I stepped back swiftly from the window lest I should be seen. Had I witnessed the saving of the child from fire or drowning the relief could hardly have been greater. Only Mr. Frene, I felt sure, would not say and do the right thing quite. He would protect the boy from his own vain imaginings, yet not with the explanation that could really heal. They disappeared behind the rose trees, making for the house. I saw no more till later, when Mr. Frene, senior, arrived.

To describe the ugly patch as “singular” is hard to justify, perhaps, yet some such word is what the entire family sought, though never—oh, never!—used. To Jamie and myself, though equally we never mentioned it, that treeless, flowerless spot was more than singular. It stood at the far end of the magnificent rose garden, a bald, sore place, where the black earth showed uglily in winter, almost like a piece of dangerous bog, and in summer baked and cracked with fissures where green lizards shot their fire in passing. In contrast to the rich luxuriance of death amid life, a center of disease that cried for healing lest it spread. But it never did spread. Behind it stood the thick wood of silver birches and, glimmering beyond, the orchard meadow, where the lambs played.

The gardeners had a very simple explanation of its barrenness—that the water all drained off it owing to the lie of the slopes immediately about it, holding no remnant to keep the soil alive. I cannot say. It was Jamie—Jamie who felt its spell and haunted it, who spent whole hours there, even while afraid, and for whom it was finally labelled “strictly out of bounds” because it stimulated his already big imagination, not wisely but too darkly—it was Jamie who buried ogres there and heard it crying in an earthy voice, swore that it shook its surface sometimes while he watched it, and secretly gave it food in the form of birds or mice or rabbits he found dead upon his wanderings. And it was Jamie who put so extraordinarily into words the feeling that the horrid spot had given me from the moment I first saw it.

“It’s bad, Miss Gould,” he told me.

“But, Jamie, nothing in Nature is bad—exactly; only different from the rest sometimes.”

“Miss Gould, if you please, then it’s empty. It’s not fed. It’s dying because it can’t get the food it wants.”

And when I stared into the little pale face where the eyes shone so dark and wonderful, seeking within myself for the right thing to say to him, he added, with an emphasis and conviction that made me suddenly turn cold: “Miss Gould”—he always used my name like this in all his sentences—”it’s hungry, don’t you see? But I know what would make it feel all right.”

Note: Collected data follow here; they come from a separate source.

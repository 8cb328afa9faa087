use std::path::{Path, PathBuf};
use std::sync::atomic::{AtomicU64, Ordering};
use std::sync::{Arc, Mutex, OnceLock, PoisonError, RwLock};

use ahash::AHashMap;
use log::{debug, info};

use crate::conf::CacheConfig;
use crate::core::ColstoreError;
use crate::io::column::ColumnReader;

use super::CacheMode;

struct Slot {
    mode: CacheMode,
    reader: OnceLock<Arc<dyn ColumnReader>>,
    // Held while the builder runs so racing callers wait for one build.
    build: Mutex<()>,
    last_used: AtomicU64,
}

impl Slot {
    fn new(mode: CacheMode, tick: u64) -> Self {
        Self {
            mode,
            reader: OnceLock::new(),
            build: Mutex::new(()),
            last_used: AtomicU64::new(tick),
        }
    }
}

/// Shared map from column path to a live column reader.
///
/// Callers asking for the same column get the same reader instance, and the
/// builder for a given (path, mode) runs at most once even under concurrent
/// requests. Lookups of built entries only take the shared map lock. When
/// more than `max_readers` readers are cached, the least recently used ones
/// are dropped from the map; handles already given out stay valid.
pub struct ReaderCache {
    slots: RwLock<AHashMap<PathBuf, Arc<Slot>>>,
    clock: AtomicU64,
    max_readers: usize,
}

impl ReaderCache {
    pub fn new(config: &CacheConfig) -> Self {
        Self {
            slots: RwLock::new(AHashMap::new()),
            clock: AtomicU64::new(0),
            max_readers: config.max_readers,
        }
    }

    /// Number of cached readers, including builds in flight.
    pub fn len(&self) -> usize {
        self.slots.read().unwrap_or_else(PoisonError::into_inner).len()
    }

    pub fn is_empty(&self) -> bool {
        self.len() == 0
    }

    pub fn contains(&self, path: &Path) -> bool {
        self.slots
            .read()
            .unwrap_or_else(PoisonError::into_inner)
            .get(path)
            .is_some_and(|slot| slot.reader.get().is_some())
    }

    /// Drop the entry for `path`, if any.
    pub fn invalidate(&self, path: &Path) {
        let mut slots = self.slots.write().unwrap_or_else(PoisonError::into_inner);
        if slots.remove(path).is_some() {
            debug!("invalidated cached reader for {}", path.display());
        }
    }

    pub fn clear(&self) {
        self.slots
            .write()
            .unwrap_or_else(PoisonError::into_inner)
            .clear();
    }

    /// Return the cached reader for `path`, building it when there is none or
    /// when the cached one is streaming and `mode` asks for a fully cached
    /// reader (the new reader replaces the old entry).
    ///
    /// A builder result of `None` (no values file) or an error is returned
    /// as is and not cached.
    pub fn get_or_build<F>(
        &self,
        path: &Path,
        mode: CacheMode,
        builder: F,
    ) -> Result<Option<Arc<dyn ColumnReader>>, ColstoreError>
    where
        F: FnOnce() -> Result<Option<Arc<dyn ColumnReader>>, ColstoreError>,
    {
        loop {
            let slot = self.slot_for(path, mode);
            if let Some(reader) = slot.reader.get() {
                self.touch(&slot);
                return Ok(Some(Arc::clone(reader)));
            }

            let _building = slot.build.lock().unwrap_or_else(PoisonError::into_inner);
            if let Some(reader) = slot.reader.get() {
                self.touch(&slot);
                return Ok(Some(Arc::clone(reader)));
            }
            // A failed build discarded this slot, or a fully cached request
            // replaced it while we waited.
            if !self.is_current(path, &slot) {
                continue;
            }

            debug!("building {:?} reader for {}", slot.mode, path.display());
            let built = match builder() {
                Ok(Some(reader)) => reader,
                Ok(None) => {
                    self.discard(path, &slot);
                    return Ok(None);
                }
                Err(e) => {
                    self.discard(path, &slot);
                    return Err(e);
                }
            };

            let reader = Arc::clone(slot.reader.get_or_init(|| built));
            self.touch(&slot);
            self.evict_over_capacity(path);
            return Ok(Some(reader));
        }
    }

    fn slot_for(&self, path: &Path, mode: CacheMode) -> Arc<Slot> {
        {
            let slots = self.slots.read().unwrap_or_else(PoisonError::into_inner);
            if let Some(slot) = slots.get(path) {
                if slot.mode.satisfies(mode) {
                    return Arc::clone(slot);
                }
            }
        }

        let mut slots = self.slots.write().unwrap_or_else(PoisonError::into_inner);
        if let Some(previous) = slots.get(path) {
            if previous.mode.satisfies(mode) {
                return Arc::clone(previous);
            }
            info!(
                "replacing {:?} reader for {} with {:?}",
                previous.mode,
                path.display(),
                mode
            );
        }
        let slot = Arc::new(Slot::new(mode, self.tick()));
        slots.insert(path.to_path_buf(), Arc::clone(&slot));
        slot
    }

    fn is_current(&self, path: &Path, slot: &Arc<Slot>) -> bool {
        let slots = self.slots.read().unwrap_or_else(PoisonError::into_inner);
        slots.get(path).is_some_and(|current| Arc::ptr_eq(current, slot))
    }

    // Remove `slot` unless another caller already replaced it.
    fn discard(&self, path: &Path, slot: &Arc<Slot>) {
        let mut slots = self.slots.write().unwrap_or_else(PoisonError::into_inner);
        if slots.get(path).is_some_and(|current| Arc::ptr_eq(current, slot)) {
            slots.remove(path);
        }
    }

    fn tick(&self) -> u64 {
        self.clock.fetch_add(1, Ordering::Relaxed)
    }

    fn touch(&self, slot: &Slot) {
        slot.last_used.store(self.tick(), Ordering::Relaxed);
    }

    fn evict_over_capacity(&self, keep: &Path) {
        if self.max_readers == 0 {
            return;
        }
        let mut slots = self.slots.write().unwrap_or_else(PoisonError::into_inner);
        if slots.len() <= self.max_readers {
            return;
        }

        let mut candidates: Vec<(u64, PathBuf)> = slots
            .iter()
            .filter(|(path, slot)| path.as_path() != keep && slot.reader.get().is_some())
            .map(|(path, slot)| (slot.last_used.load(Ordering::Relaxed), path.clone()))
            .collect();
        candidates.sort();

        let excess = slots.len() - self.max_readers;
        for (_, path) in candidates.into_iter().take(excess) {
            slots.remove(&path);
            info!("evicted cached reader for {}", path.display());
        }
    }
}

#[cfg(test)]
mod tests {
    use super::*;
    use crate::array::{ArrayView, ColumnArray, Selector};
    use crate::types::PrimitiveKind;
    use std::sync::atomic::AtomicUsize;

    struct FakeReader {
        mode: CacheMode,
    }

    impl ColumnReader for FakeReader {
        fn kind(&self) -> PrimitiveKind {
            PrimitiveKind::UInt8
        }

        fn mode(&self) -> CacheMode {
            self.mode
        }

        fn count(&self) -> usize {
            0
        }

        fn read(&self, _selector: &Selector) -> Result<ColumnArray, ColstoreError> {
            Ok(ArrayView::<u8>::all(vec![]).into())
        }

        fn close(&self) {}
    }

    fn fake(mode: CacheMode) -> Result<Option<Arc<dyn ColumnReader>>, ColstoreError> {
        Ok(Some(Arc::new(FakeReader { mode })))
    }

    #[test]
    fn test_same_instance_and_single_build() {
        let cache = ReaderCache::new(&CacheConfig::default());
        let builds = AtomicUsize::new(0);
        let build = || {
            builds.fetch_add(1, Ordering::SeqCst);
            fake(CacheMode::Streaming)
        };

        let a = cache
            .get_or_build(Path::new("t/a"), CacheMode::Streaming, build)
            .unwrap()
            .unwrap();
        let b = cache
            .get_or_build(Path::new("t/a"), CacheMode::Streaming, || {
                builds.fetch_add(1, Ordering::SeqCst);
                fake(CacheMode::Streaming)
            })
            .unwrap()
            .unwrap();

        assert!(Arc::ptr_eq(&a, &b));
        assert_eq!(builds.load(Ordering::SeqCst), 1);
        assert!(cache.contains(Path::new("t/a")));
    }

    #[test]
    fn test_cached_request_rebuilds_streaming_entry() {
        let cache = ReaderCache::new(&CacheConfig::default());
        let path = Path::new("t/a");
        let streaming = cache
            .get_or_build(path, CacheMode::Streaming, || fake(CacheMode::Streaming))
            .unwrap()
            .unwrap();
        let cached = cache
            .get_or_build(path, CacheMode::FullyCached, || fake(CacheMode::FullyCached))
            .unwrap()
            .unwrap();
        assert!(!Arc::ptr_eq(&streaming, &cached));
        assert_eq!(cached.mode(), CacheMode::FullyCached);

        // A streaming request is now served by the fully cached reader.
        let again = cache
            .get_or_build(path, CacheMode::Streaming, || panic!("must not rebuild"))
            .unwrap()
            .unwrap();
        assert!(Arc::ptr_eq(&cached, &again));
        assert_eq!(cache.len(), 1);
    }

    #[test]
    fn test_missing_is_not_cached() {
        let cache = ReaderCache::new(&CacheConfig::default());
        let path = Path::new("t/missing");
        assert!(
            cache
                .get_or_build(path, CacheMode::Streaming, || Ok(None))
                .unwrap()
                .is_none()
        );
        assert!(cache.is_empty());

        let built = cache
            .get_or_build(path, CacheMode::Streaming, || fake(CacheMode::Streaming))
            .unwrap();
        assert!(built.is_some());
    }

    #[test]
    fn test_error_is_not_cached() {
        let cache = ReaderCache::new(&CacheConfig::default());
        let path = Path::new("t/broken");
        let err = cache
            .get_or_build(path, CacheMode::Streaming, || {
                Err(ColstoreError::IoError("disk on fire".into()))
            })
            .err()
            .unwrap();
        assert_eq!(err, ColstoreError::IoError("disk on fire".into()));
        assert!(cache.is_empty());
    }

    #[test]
    fn test_lru_eviction() {
        let cache = ReaderCache::new(&CacheConfig { max_readers: 2 });
        let get = |name: &str| {
            cache
                .get_or_build(Path::new(name), CacheMode::Streaming, || {
                    fake(CacheMode::Streaming)
                })
                .unwrap()
                .unwrap()
        };

        let a = get("a");
        get("b");
        // Touch "a" so "b" becomes the oldest.
        assert!(Arc::ptr_eq(&a, &get("a")));
        get("c");

        assert_eq!(cache.len(), 2);
        assert!(cache.contains(Path::new("a")));
        assert!(!cache.contains(Path::new("b")));
        assert!(cache.contains(Path::new("c")));
    }

    #[test]
    fn test_unbounded() {
        let cache = ReaderCache::new(&CacheConfig::unbounded());
        for i in 0..50 {
            let path = PathBuf::from(format!("col{i}"));
            cache
                .get_or_build(&path, CacheMode::Streaming, || fake(CacheMode::Streaming))
                .unwrap();
        }
        assert_eq!(cache.len(), 50);
    }

    #[test]
    fn test_invalidate_and_clear() {
        let cache = ReaderCache::new(&CacheConfig::default());
        for name in ["x", "y"] {
            cache
                .get_or_build(Path::new(name), CacheMode::Streaming, || {
                    fake(CacheMode::Streaming)
                })
                .unwrap();
        }
        cache.invalidate(Path::new("x"));
        assert!(!cache.contains(Path::new("x")));
        assert_eq!(cache.len(), 1);
        cache.clear();
        assert!(cache.is_empty());
    }

    #[test]
    fn test_waiter_after_failed_build_is_cached() {
        let cache = ReaderCache::new(&CacheConfig::default());
        let path = Path::new("t/c");
        let builds = AtomicUsize::new(0);
        let (started, building) = std::sync::mpsc::channel();

        let waiter = std::thread::scope(|s| {
            let failing = s.spawn(|| {
                cache.get_or_build(path, CacheMode::Streaming, || {
                    started.send(()).unwrap();
                    std::thread::sleep(std::time::Duration::from_millis(200));
                    Err(ColstoreError::IoError("disk went away".to_string()))
                })
            });
            building.recv().unwrap();
            let waiting = s.spawn(|| {
                cache.get_or_build(path, CacheMode::Streaming, || {
                    builds.fetch_add(1, Ordering::SeqCst);
                    fake(CacheMode::Streaming)
                })
            });
            assert!(failing.join().unwrap().is_err());
            waiting.join().unwrap().unwrap().unwrap()
        });

        assert!(cache.contains(path));
        let again = cache
            .get_or_build(path, CacheMode::Streaming, || {
                builds.fetch_add(1, Ordering::SeqCst);
                fake(CacheMode::Streaming)
            })
            .unwrap()
            .unwrap();
        assert!(Arc::ptr_eq(&waiter, &again));
        assert_eq!(builds.load(Ordering::SeqCst), 1);
    }
}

Only the conviction of an earnest child, perhaps, could have made so outrageous a suggestion worth listening to for an instant; but for me, who felt that things an imaginative child believed were important, it came with a vast disquieting shock of reality. Jamie, in this exaggerated way, had caught at the edge of a shocking fact—a hint of dark, undiscovered truth had leaped into that sensitive imagination. Why there lay horror in the words I cannot say, but I think some power of darkness trooped across the suggestion of that sentence at the end, “I know what would make it feel all right.” I remember that I shrank from asking explanation. Small groups of other words, veiled fortunately by his silence, gave life to an unspeakable possibility that hitherto had lain at the back of my own consciousness.